Organisations that use AI to make or substantially assist in making decisions about individuals must disclose that AI is involved. This applies to any decision that could reasonably be expected to significantly affect the rights, interests, or wellbeing of a person. The OAIC has indicated that "substantially assist" is interpreted broadly: if AI generates a recommendation that a human routinely approves without independent assessment, that counts as automated decision-making.
Organisations must be able to explain, in plain language, how their AI systems reach decisions. This includes the type of personal information used as inputs, the logic or methodology applied, and the factors that most significantly influenced the outcome. "The algorithm decided" is not an acceptable explanation. Regulators expect a level of detail that allows affected individuals to understand and, where necessary, challenge the decision.

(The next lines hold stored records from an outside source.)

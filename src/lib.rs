//! Lane Runner - simulation core of an endless three-lane runner
//!
//! Core modules:
//! - `sim`: Deterministic simulation (path curve, spawning, locomotion, collisions)
//! - `tuning`: Data-driven game balance, loaded from JSON

pub mod sim;
pub mod tuning;

pub use tuning::{Tuning, TuningError};

use glam::Vec3;

/// Game configuration constants
pub mod consts {
    /// Fixed simulation timestep (120 Hz)
    pub const SIM_DT: f32 = 1.0 / 120.0;
    /// Maximum substeps per frame to prevent spiral of death
    pub const MAX_SUBSTEPS: u32 = 8;

    /// Lanes are always three wide: index 0 (left), 1 (center), 2 (right)
    pub const LANE_COUNT: usize = 3;
    pub const CENTER_LANE: u8 = 1;

    /// Samples used to cache the path arc length
    pub const ARC_LENGTH_SAMPLES: usize = 100;
    /// Hard cap on spawn iterations per tick (guards non-advancing cursors)
    pub const SPAWN_ITERATION_CAP: u32 = 100;

    /// Height reported when the ground query misses
    pub const NO_GROUND_HEIGHT: f32 = -999.0;
    /// Vertical slack when deciding the player touches the ground
    pub const GROUND_SNAP_TOLERANCE: f32 = 0.05;
    /// Ray origin lift above the player's feet for the ground query
    pub const GROUND_RAY_LIFT: f32 = 1.0;
}

/// World up axis
pub const UP: Vec3 = Vec3::Y;

/// Path-local right vector for a (normalized) forward tangent
///
/// With +Z forward this is +X, so lane 0 sits at -X and lane 2 at +X.
#[inline]
pub fn right_of(forward: Vec3) -> Vec3 {
    let right = UP.cross(forward);
    if right.length_squared() < 1e-8 {
        // Vertical tangent: any horizontal axis will do
        Vec3::X
    } else {
        right.normalize()
    }
}

/// Frame-rate independent exponential approach factor in [0, 1)
#[inline]
pub fn ease_factor(sharpness: f32, dt: f32) -> f32 {
    1.0 - (-sharpness.max(0.0) * dt.max(0.0)).exp()
}

/// Linear interpolation between two scalars
#[inline]
pub fn lerp(a: f32, b: f32, t: f32) -> f32 {
    a + (b - a) * t
}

The reforms strengthen consent requirements for AI-related data processing. Where personal information is used for AI training, profiling, or automated decision-making, organisations will need to obtain specific, informed consent. This goes beyond the current approach of bundled consent in lengthy terms and conditions. Consent must be voluntary, current, and informed by clear disclosure of how AI will use the data.
While data minimisation is already an Australian Privacy Principle, the reforms give it sharper teeth in the AI context. Organisations must demonstrate that each data input to an AI system is reasonably necessary for the specific purpose. Collecting broad datasets "in case they might be useful" for future AI applications will no longer be defensible.
Individuals affected by significant automated decisions will have the right to request human review. The reviewing human must have sufficient authority, competence, and access to information to conduct a genuine review, not a rubber stamp. Organisations must establish and publicise the process for requesting review.
The Privacy Act currently exempts businesses with annual turnover under $3 million from most obligations. The Attorney-General's Department has recommended removing or significantly narrowing this exemption. If it is removed, tens of thousands of small businesses using AI tools will come under the Act for the first time.
The penalty regime under the Privacy Act was significantly strengthened in November 2022 following the Optus and Medibank data breaches. These enhanced penalties apply to the new AI-related provisions as well.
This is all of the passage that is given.